We usually park near the end of the parade route by The Perry Projects. Aunt Ann and I bundled ourselves and Sam up, then pulled him in his red wagon to Our Lady of Perpetual Help. As you near the parade route, you can see the old rusted Granaries in the distance. They appear as end caps to the street. We met up with Mitch—my uncle’s finance. Danny proposed at the parade last year (see previous blog entry). Whenever I walk along the streets of the First Ward, I’m reminded of the movie Hope and Glory which is about a boy and his friends playing in the rubble of WWII. The juxtaposition of youth against the ruins of war is quite striking.

And so it is at The First Ward. That image of squads of Public Servants marching along the ruins of industry strikes me the same way. Add to it the fierce wind and rain. I can almost hear orchestral music swelling in the background. I watch it stream by me like a private movie screening.

But then someone tossed me a can of Genny beer. The crescendo reached the coda.

I’ve seen so much of continental U.S. from coast to coast and pole to pole—land and city scapes. I’ve felt restored, enlivened and gentrified in those places. But those places want not.

Whenever I’m at one of these kinds of events in Buffalo, the religious word “witness” comes to mind. Why I feel compelled to do this is a bit of conundrum for me. I’ve never understood what the importance of putting eyes or ears to an event could mean especially if I’m sharing it with other eyes and ears.

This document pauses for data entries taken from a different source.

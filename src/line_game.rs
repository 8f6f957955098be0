//! Line-command game loop.
//!
//! Prints the ascii board, then a `[Turn #N] status> ` prompt, and reads one
//! command per line. A blank line repeats the previous command; end of input
//! quits. Input bytes that are not UTF-8 are decoded lossily, so they end up as
//! an unknown command instead of stopping the game.

use std::io::{BufRead, Write};

use anyhow::Result;

use crate::engine::GameSession;
use crate::input::{parse_command, CommandLine, LineCommand};
use crate::journal::{Finish, Journal};
use crate::term::{GameView, Highlight, Theme};

/// Play `session` from `input` until it is won, quit or the input ends.
///
/// Only I/O failures on `input` or `out` are errors.
pub fn run(
    input: &mut impl BufRead,
    out: &mut impl Write,
    session: &mut GameSession,
    journal: &mut Journal,
) -> Result<Finish> {
    let view = GameView::new(Theme::Ascii);
    let mut history = CommandLine::new();
    let mut bytes = Vec::new();

    loop {
        let board = view.render_board(session.state(), Highlight::none());
        writeln!(out, "{}", board.to_text())?;

        if session.is_won() {
            writeln!(out, "{}", session.victory_message())?;
            return Ok(Finish::Won);
        }

        write!(out, "{}> ", session.status_line())?;
        out.flush()?;

        bytes.clear();
        if input.read_until(b'\n', &mut bytes)? == 0 {
            writeln!(out)?;
            return Ok(Finish::Quit);
        }
        let line = String::from_utf8_lossy(&bytes);

        session.clear_status();
        let Some(command) = history.resolve(&line) else {
            continue;
        };
        match parse_command(command) {
            Ok(LineCommand::Quit) => return Ok(Finish::Quit),
            Ok(LineCommand::Action(action)) => {
                let error = session.apply(action).err().map(|e| e.code());
                journal.action(session.turns(), action, error, session.status());
            }
            Err(err) => session.set_status(err.message()),
        }
    }
}
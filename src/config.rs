//! Runtime configuration shared by both front-ends.
//!
//! Built in two layers: environment first, then command-line flags on top.
//!
//! - `KLONDIKE_SEED` / `--seed <u32>`: deal seed (default: current Unix time)
//! - `KLONDIKE_LOG_PATH` / `--log <path>`: JSONL journal (default: disabled)

use std::env;

use anyhow::{anyhow, Result};

#[derive(Debug, Clone, PartialEq, Eq)]
pub struct GameConfig {
    pub seed: u32,
    pub log_path: Option<String>,
}

impl Default for GameConfig {
    fn default() -> Self {
        Self {
            seed: time_seed(),
            log_path: None,
        }
    }
}

impl GameConfig {
    /// Create from environment variables.
    pub fn from_env() -> Self {
        Self::from_lookup(|key| env::var(key).ok())
    }

    /// Same as [`GameConfig::from_env`] with an explicit variable source.
    ///
    /// An unparsable seed is ignored; an empty log path disables the journal.
    pub fn from_lookup(lookup: impl Fn(&str) -> Option<String>) -> Self {
        let seed = lookup("KLONDIKE_SEED")
            .and_then(|s| s.trim().parse().ok())
            .unwrap_or_else(time_seed);

        let log_path = lookup("KLONDIKE_LOG_PATH")
            .map(|s| s.trim().to_string())
            .and_then(|s| if s.is_empty() { None } else { Some(s) });

        Self { seed, log_path }
    }

    /// Apply command-line flags (program name already stripped).
    pub fn with_args(mut self, args: &[String]) -> Result<Self> {
        let mut i = 0usize;
        while i < args.len() {
            match args[i].as_str() {
                "--seed" => {
                    i += 1;
                    let v = args
                        .get(i)
                        .ok_or_else(|| anyhow!("missing value for --seed"))?;
                    self.seed = v
                        .parse::<u32>()
                        .map_err(|_| anyhow!("invalid --seed value: {}", v))?;
                }
                "--log" => {
                    i += 1;
                    let v = args
                        .get(i)
                        .ok_or_else(|| anyhow!("missing value for --log"))?;
                    self.log_path = Some(v.clone());
                }
                other => {
                    return Err(anyhow!("unknown argument: {}", other));
                }
            }
            i += 1;
        }
        Ok(self)
    }

    /// Environment, then the process arguments.
    pub fn load() -> Result<Self> {
        let args: Vec<String> = env::args().skip(1).collect();
        Self::from_env().with_args(&args)
    }
}

fn time_seed() -> u32 {
    use std::time::{SystemTime, UNIX_EPOCH};
    SystemTime::now()
        .duration_since(UNIX_EPOCH)
        .unwrap_or_default()
        .as_secs() as u32
}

If a tree falls in the forest and everyone in South Buffalo hears it, does it matter if I heard it too. Especially me. I don’t think participation is going to bring South Buffalo back to its former Glory. I don’t even Hope for that.

I’m enchanted with forging on in the rubble. I want to play in it; see my uncles and cousins march in it. I want to bundle my boy in rain gear and roll him up to the front line of it.

I simply want to witness it.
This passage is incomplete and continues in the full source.